João Calvino (1509-1564), por outro lado, era um humanista, e não um sacerdote. Ele não teve nenhuma crise espiritual profunda ou experiência dramática de conversão. Na realidade, a única coisa que ele disse certa vez sobre a sua experiência é que ela havia sido uma “conversão repentina”. Por outro lado, durante três anos ele estudou Direito em Orléans e Bourges (1528-31). Mas, certamente, a razão principal do seu interesse pela lei foi a sua profunda consciência da realidade da soberania de Deus, e da sua santa vontade.
1. Lutero e a Lei
A dialética entre lei e evangelho é ponto focal da teologia de Lutero, sem a qual não podemos entender suas idéias acerca de temas como justificação, predestinação e ética. O principal contraste que Lutero vê dentro da Escritura não é entre os dois testamentos, mas entre lei e evangelho. Embora exista mais lei que evangelho no Antigo Testamento e mais evangelho do que lei no Novo Testamento, não se pode simplesmente identificar o Antigo Testamento com a lei, nem o Novo com o evangelho. Ao contrário, o evangelho também está presente no Antigo Testamento, assim como a lei ainda pode ser ouvida no Novo Testamento. Na realidade, a diferença que existe entre lei e evangelho está relacionada com duas funções que a Palavra de Deus exerce no coração do crente, e assim a mesma Palavra pode ser lei ou evangelho, dependendo da maneira como fala ao crente.
A lei é a vontade de Deus, que se manifesta na lei natural, conhecida por todos; nas instituições civis – tais como o estado e a família – que expressam essa lei natural; e na declaração positiva da vontade de Deus na sua revelação. A lei tem duas funções básicas: (a) como lei civil, ela refreia os ímpios e proporciona a ordem necessária tanto para a vida social quanto para a proclamação do evangelho; (b) com lei “teológica”, ela desvenda ao ser humano a enormidade do seu pecado.

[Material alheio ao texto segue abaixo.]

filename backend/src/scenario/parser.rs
//! Scenario text → `SimulationConfig`

use super::ScenarioError;
use crate::core::time::SimTime;
use crate::models::{DeviceId, Event, Topology};
use crate::orchestrator::SimulationConfig;
use std::io::ErrorKind;
use std::path::Path;
use std::str::SplitWhitespace;
use tracing::debug;

/// Read and parse the scenario at `path`
///
/// A missing file is reported as [`ScenarioError::NotFound`] so callers can
/// tell it apart from a malformed one.
pub fn load_scenario(path: impl AsRef<Path>) -> Result<SimulationConfig, ScenarioError> {
    let path = path.as_ref();
    let text = std::fs::read_to_string(path).map_err(|source| {
        if source.kind() == ErrorKind::NotFound {
            ScenarioError::NotFound(path.to_path_buf())
        } else {
            ScenarioError::Io {
                path: path.to_path_buf(),
                source,
            }
        }
    })?;

    debug!(path = %path.display(), bytes = text.len(), "Loaded scenario");
    parse_scenario(&text)
}

/// Parse scenario text
///
/// # Example
/// ```
/// use alert_propagation_core::scenario::parse_scenario;
///
/// let config = parse_scenario("LENGTH 100\nPROPAGATE 1 2 3\nALERT 1 fire 0\n").unwrap();
/// assert_eq!(config.horizon, 100);
/// assert_eq!(config.topology.outgoing(1)[0].delay, 3);
/// assert_eq!(config.initial_events.len(), 1);
/// ```
pub fn parse_scenario(text: &str) -> Result<SimulationConfig, ScenarioError> {
    let mut horizon: Option<SimTime> = None;
    let mut topology = Topology::new();
    let mut initial_events = Vec::new();

    for (index, raw) in text.lines().enumerate() {
        let line = raw.trim();
        if line.is_empty() || line.starts_with('#') {
            continue;
        }

        let mut tokens = line.split_whitespace();
        let Some(tag) = tokens.next() else {
            continue;
        };
        let number = index + 1;

        match tag {
            "LENGTH" => {
                let mut d = Directive::new(number, "LENGTH", tokens);
                horizon = Some(d.integer("length")?);
            }
            "DEVICE" => {
                let mut d = Directive::new(number, "DEVICE", tokens);
                topology.add_device(d.integer("device")?);
            }
            "PROPAGATE" => {
                let mut d = Directive::new(number, "PROPAGATE", tokens);
                let from: DeviceId = d.integer("source device")?;
                let to: DeviceId = d.integer("destination device")?;
                let delay: SimTime = d.integer("delay")?;
                if delay < 0 {
                    return Err(ScenarioError::NegativeDelay {
                        line: number,
                        delay,
                    });
                }
                topology.add_edge(from, to, delay);
            }
            "ALERT" => {
                let mut d = Directive::new(number, "ALERT", tokens);
                let (device, description, time) = d.message()?;
                initial_events.push(Event::originate_alert(device, description, time));
            }
            "CANCEL" => {
                let mut d = Directive::new(number, "CANCEL", tokens);
                let (device, description, time) = d.message()?;
                initial_events.push(Event::originate_cancel(device, description, time));
            }
            other => {
                return Err(ScenarioError::UnknownDirective {
                    line: number,
                    directive: other.to_string(),
                })
            }
        }
    }

    let horizon = horizon.ok_or(ScenarioError::MissingHorizon)?;
    if horizon < 0 {
        return Err(ScenarioError::NegativeHorizon(horizon));
    }

    Ok(SimulationConfig {
        horizon,
        topology,
        initial_events,
    })
}

/// Remaining tokens of one directive line
struct Directive<'a> {
    line: usize,
    name: &'static str,
    tokens: SplitWhitespace<'a>,
}

impl<'a> Directive<'a> {
    fn new(line: usize, name: &'static str, tokens: SplitWhitespace<'a>) -> Self {
        Self { line, name, tokens }
    }

    fn token(&mut self, field: &'static str) -> Result<&'a str, ScenarioError> {
        self.tokens.next().ok_or(ScenarioError::MissingField {
            line: self.line,
            directive: self.name,
            field,
        })
    }

    fn integer(&mut self, field: &'static str) -> Result<i64, ScenarioError> {
        let value = self.token(field)?;
        value.parse().map_err(|_| ScenarioError::InvalidInteger {
            line: self.line,
            field,
            value: value.to_string(),
        })
    }

    /// `<device> <description> <time>`, shared by ALERT and CANCEL
    fn message(&mut self) -> Result<(DeviceId, &'a str, SimTime), ScenarioError> {
        let device = self.integer("device")?;
        let description = self.token("description")?;
        let time = self.integer("time")?;
        Ok((device, description, time))
    }
}
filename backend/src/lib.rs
//! Alert Propagation Core - Rust Engine
//!
//! Discrete-event simulation of alert and cancellation messages flooding
//! through a network of devices joined by directed, delayed links.
//!
//! # Architecture
//!
//! - **core**: Simulation time and the horizon-aware clock
//! - **models**: Domain types (Event, Topology, CancellationLedger, Transcript)
//! - **scheduler**: Time-ordered queue with deterministic tie-breaking
//! - **orchestrator**: Main simulation loop and propagation policy
//! - **scenario**: Scenario text format → configuration
//!
//! # Critical Invariants
//!
//! 1. Events are processed in `(time, enqueue order)` order
//! 2. Only cancellation knowledge from a strictly earlier time suppresses forwarding
//! 3. Nothing at or after the horizon is processed; `@{horizon}: END` is always last

// Module declarations
pub mod core;
pub mod models;
pub mod orchestrator;
pub mod scenario;
pub mod scheduler;

// Re-exports for convenience
pub use core::time::{ClockError, SimClock, SimTime};
pub use models::{
    event::{Event, EventKind},
    ledger::CancellationLedger,
    topology::{Edge, Topology},
    transcript::{Transcript, TranscriptEntry},
    DeviceId,
};
pub use orchestrator::{run_simulation, Engine, SimulationConfig, SimulationError, StepOutcome};
pub use scenario::{load_scenario, parse_scenario, ScenarioError};
pub use scheduler::{EventKey, Scheduler};
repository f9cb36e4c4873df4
//! Core primitives shared by every simulation component

pub mod time;
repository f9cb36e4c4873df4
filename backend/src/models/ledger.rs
//! Cancellation ledger
//!
//! Records, per device, the earliest time that device learned a given
//! message had been cancelled. The engine consults it to decide whether a
//! device still forwards alerts and cancellations for that message.
//!
//! # Critical Invariants
//!
//! - **Monotonic**: a stored time only ever decreases; learning of a
//!   cancellation later never overwrites an earlier learn time
//! - **Strict suppression**: knowledge recorded at exactly `t` does not count
//!   as known before `t`

use super::DeviceId;
use crate::core::time::SimTime;
use std::collections::HashMap;

/// device → description → earliest known cancellation time
#[derive(Debug, Clone, Default)]
pub struct CancellationLedger {
    entries: HashMap<DeviceId, HashMap<String, SimTime>>,
}

impl CancellationLedger {
    /// Create an empty ledger
    pub fn new() -> Self {
        Self::default()
    }

    /// Record that `device` knows `description` is cancelled as of `time`
    ///
    /// Keeps the minimum of the stored time and `time`.
    ///
    /// # Example
    /// ```
    /// use alert_propagation_core::models::CancellationLedger;
    ///
    /// let mut ledger = CancellationLedger::new();
    /// ledger.record(1, "fire", 10);
    /// ledger.record(1, "fire", 20);
    /// assert_eq!(ledger.learned_at(1, "fire"), Some(10));
    ///
    /// ledger.record(1, "fire", 4);
    /// assert_eq!(ledger.learned_at(1, "fire"), Some(4));
    /// ```
    pub fn record(&mut self, device: DeviceId, description: &str, time: SimTime) {
        let known = self.entries.entry(device).or_default();
        match known.get_mut(description) {
            Some(stored) => *stored = (*stored).min(time),
            None => {
                known.insert(description.to_string(), time);
            }
        }
    }

    /// Whether `device` knew of the cancellation strictly before `time`
    ///
    /// # Example
    /// ```
    /// use alert_propagation_core::models::CancellationLedger;
    ///
    /// let mut ledger = CancellationLedger::new();
    /// ledger.record(1, "fire", 5);
    /// assert!(!ledger.known_before(1, "fire", 5));
    /// assert!(ledger.known_before(1, "fire", 6));
    /// assert!(!ledger.known_before(2, "fire", 6));
    /// ```
    pub fn known_before(&self, device: DeviceId, description: &str, time: SimTime) -> bool {
        self.learned_at(device, description)
            .is_some_and(|learned| learned < time)
    }

    /// Earliest time `device` is known to have learned of the cancellation
    pub fn learned_at(&self, device: DeviceId, description: &str) -> Option<SimTime> {
        self.entries
            .get(&device)
            .and_then(|known| known.get(description))
            .copied()
    }

    /// Devices that know `description` is cancelled, ascending
    pub fn devices_aware_of(&self, description: &str) -> Vec<DeviceId> {
        let mut devices: Vec<DeviceId> = self
            .entries
            .iter()
            .filter(|(_, known)| known.contains_key(description))
            .map(|(device, _)| *device)
            .collect();
        devices.sort_unstable();
        devices
    }

    /// Number of (device, description) pairs recorded
    pub fn len(&self) -> usize {
        self.entries.values().map(HashMap::len).sum()
    }

    pub fn is_empty(&self) -> bool {
        self.len() == 0
    }
}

É nessa função teológica que a lei é relevante para o entendimento da teologia de Lutero. A lei é a vontade de Deus, mas quando essa lei é contrastada com a realidade humana ele se torna uma palavra de condenação e suscita a ira de Deus. Em si mesma, a lei é boa e agradável; todavia, depois da queda a humanidade ficou incapaz de satisfazer a vontade de Deus, e assim a lei se tornou para nós uma palavra de julgamento e ira. “Assim, a lei revela um duplo mal, um interno e o outro externo. O primeiro, que nós causamos a nós mesmos, é o pecado e a corrupção da natureza; o segundo, que Deus causa, é a ira, a morte e a maldição” (Contra Latomus, 3 – LW 32:224).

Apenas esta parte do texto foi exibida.